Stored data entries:
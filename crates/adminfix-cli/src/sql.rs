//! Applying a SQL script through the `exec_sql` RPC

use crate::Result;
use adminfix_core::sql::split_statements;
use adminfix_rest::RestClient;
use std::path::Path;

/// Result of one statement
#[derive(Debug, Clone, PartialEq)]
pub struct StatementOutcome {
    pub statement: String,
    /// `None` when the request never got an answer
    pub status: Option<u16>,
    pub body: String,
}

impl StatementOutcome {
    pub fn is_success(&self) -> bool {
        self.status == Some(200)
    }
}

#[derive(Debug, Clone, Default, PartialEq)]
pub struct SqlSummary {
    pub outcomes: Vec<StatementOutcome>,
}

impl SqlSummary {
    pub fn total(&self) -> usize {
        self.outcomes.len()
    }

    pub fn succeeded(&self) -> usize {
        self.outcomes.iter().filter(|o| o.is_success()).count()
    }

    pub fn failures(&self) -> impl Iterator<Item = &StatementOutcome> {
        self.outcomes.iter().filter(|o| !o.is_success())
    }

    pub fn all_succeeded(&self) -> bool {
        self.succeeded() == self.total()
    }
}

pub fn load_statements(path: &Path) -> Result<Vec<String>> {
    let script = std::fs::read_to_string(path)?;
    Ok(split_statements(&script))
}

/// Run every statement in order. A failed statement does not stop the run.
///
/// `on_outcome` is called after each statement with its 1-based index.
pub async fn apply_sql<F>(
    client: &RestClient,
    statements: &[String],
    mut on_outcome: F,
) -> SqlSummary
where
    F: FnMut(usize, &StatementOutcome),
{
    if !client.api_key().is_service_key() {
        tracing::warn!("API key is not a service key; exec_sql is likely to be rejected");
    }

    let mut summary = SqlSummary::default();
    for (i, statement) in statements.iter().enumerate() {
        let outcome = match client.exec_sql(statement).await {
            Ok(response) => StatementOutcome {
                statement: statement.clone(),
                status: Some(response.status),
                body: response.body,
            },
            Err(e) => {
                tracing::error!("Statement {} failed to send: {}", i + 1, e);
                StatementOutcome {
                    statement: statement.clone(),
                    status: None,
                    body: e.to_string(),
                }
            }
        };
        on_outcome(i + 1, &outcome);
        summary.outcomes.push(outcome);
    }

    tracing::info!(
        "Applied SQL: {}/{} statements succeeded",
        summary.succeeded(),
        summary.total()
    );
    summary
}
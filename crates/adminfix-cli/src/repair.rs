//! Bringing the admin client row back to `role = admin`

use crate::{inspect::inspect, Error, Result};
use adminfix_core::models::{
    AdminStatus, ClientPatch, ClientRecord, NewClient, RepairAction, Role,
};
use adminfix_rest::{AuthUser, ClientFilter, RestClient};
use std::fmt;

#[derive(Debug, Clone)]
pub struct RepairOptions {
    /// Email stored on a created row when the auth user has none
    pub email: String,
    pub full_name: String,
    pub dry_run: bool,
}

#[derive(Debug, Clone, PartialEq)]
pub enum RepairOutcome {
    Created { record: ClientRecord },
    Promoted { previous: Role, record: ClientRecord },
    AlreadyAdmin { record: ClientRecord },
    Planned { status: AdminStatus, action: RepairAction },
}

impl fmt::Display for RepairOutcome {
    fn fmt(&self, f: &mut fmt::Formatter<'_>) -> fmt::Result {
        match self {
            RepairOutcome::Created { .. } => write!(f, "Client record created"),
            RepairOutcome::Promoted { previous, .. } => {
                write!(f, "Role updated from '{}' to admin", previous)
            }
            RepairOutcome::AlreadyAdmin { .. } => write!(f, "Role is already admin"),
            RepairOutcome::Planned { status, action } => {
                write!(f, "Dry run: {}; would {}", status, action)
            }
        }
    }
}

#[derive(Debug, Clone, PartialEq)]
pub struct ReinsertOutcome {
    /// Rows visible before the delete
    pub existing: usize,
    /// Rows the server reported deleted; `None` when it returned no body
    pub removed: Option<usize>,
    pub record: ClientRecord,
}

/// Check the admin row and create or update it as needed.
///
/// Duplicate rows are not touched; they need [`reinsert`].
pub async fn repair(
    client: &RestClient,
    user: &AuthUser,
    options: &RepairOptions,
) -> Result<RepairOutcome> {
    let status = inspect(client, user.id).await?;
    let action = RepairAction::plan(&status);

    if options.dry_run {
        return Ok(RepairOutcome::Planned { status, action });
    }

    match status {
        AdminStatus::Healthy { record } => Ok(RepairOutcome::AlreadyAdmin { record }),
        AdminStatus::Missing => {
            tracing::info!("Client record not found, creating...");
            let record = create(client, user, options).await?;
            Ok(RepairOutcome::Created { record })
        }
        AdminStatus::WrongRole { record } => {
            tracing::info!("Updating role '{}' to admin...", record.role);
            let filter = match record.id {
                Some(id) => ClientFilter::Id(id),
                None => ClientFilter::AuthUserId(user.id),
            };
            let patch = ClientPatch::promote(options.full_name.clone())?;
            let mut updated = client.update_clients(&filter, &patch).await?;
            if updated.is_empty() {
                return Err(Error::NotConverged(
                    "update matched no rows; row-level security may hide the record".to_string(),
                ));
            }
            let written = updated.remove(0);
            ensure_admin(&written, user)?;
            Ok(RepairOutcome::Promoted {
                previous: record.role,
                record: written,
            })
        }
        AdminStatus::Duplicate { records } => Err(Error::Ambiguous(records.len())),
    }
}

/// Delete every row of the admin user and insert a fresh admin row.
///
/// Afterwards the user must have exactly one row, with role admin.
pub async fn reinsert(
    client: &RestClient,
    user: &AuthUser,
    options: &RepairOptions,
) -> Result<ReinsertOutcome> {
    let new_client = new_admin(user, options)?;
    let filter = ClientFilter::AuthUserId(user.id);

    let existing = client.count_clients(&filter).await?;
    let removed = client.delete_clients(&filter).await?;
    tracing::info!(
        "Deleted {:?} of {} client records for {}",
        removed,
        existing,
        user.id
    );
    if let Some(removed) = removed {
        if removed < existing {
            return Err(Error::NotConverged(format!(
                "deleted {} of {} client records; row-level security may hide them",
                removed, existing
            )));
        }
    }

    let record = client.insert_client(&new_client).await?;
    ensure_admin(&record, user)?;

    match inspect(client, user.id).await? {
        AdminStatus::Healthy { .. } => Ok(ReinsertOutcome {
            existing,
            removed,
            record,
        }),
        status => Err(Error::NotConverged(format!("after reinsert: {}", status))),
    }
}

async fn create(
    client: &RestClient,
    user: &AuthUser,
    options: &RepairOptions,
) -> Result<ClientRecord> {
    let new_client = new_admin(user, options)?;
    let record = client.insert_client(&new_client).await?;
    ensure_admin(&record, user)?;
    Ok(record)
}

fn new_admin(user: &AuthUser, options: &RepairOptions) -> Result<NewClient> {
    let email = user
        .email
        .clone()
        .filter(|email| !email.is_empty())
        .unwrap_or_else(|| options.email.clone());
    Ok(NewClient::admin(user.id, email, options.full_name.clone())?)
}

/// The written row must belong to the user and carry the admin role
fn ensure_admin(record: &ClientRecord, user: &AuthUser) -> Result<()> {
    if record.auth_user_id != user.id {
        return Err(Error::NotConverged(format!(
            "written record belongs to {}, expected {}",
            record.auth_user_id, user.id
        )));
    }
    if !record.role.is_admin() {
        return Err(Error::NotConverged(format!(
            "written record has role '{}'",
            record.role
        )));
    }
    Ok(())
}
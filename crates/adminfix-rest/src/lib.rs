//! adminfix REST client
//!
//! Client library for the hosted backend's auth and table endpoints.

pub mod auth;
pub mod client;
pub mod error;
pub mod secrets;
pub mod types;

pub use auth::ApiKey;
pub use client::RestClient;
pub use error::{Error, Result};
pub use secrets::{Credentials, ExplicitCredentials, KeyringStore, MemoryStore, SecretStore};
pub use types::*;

▶ **What you have to do**
Where the string "script" occurs in the data, return the whole line.

▶ **Task answer**
//! Applying a SQL script through the `exec_sql` RPC
    let script = std::fs::read_to_string(path)?;
    Ok(split_statements(&script))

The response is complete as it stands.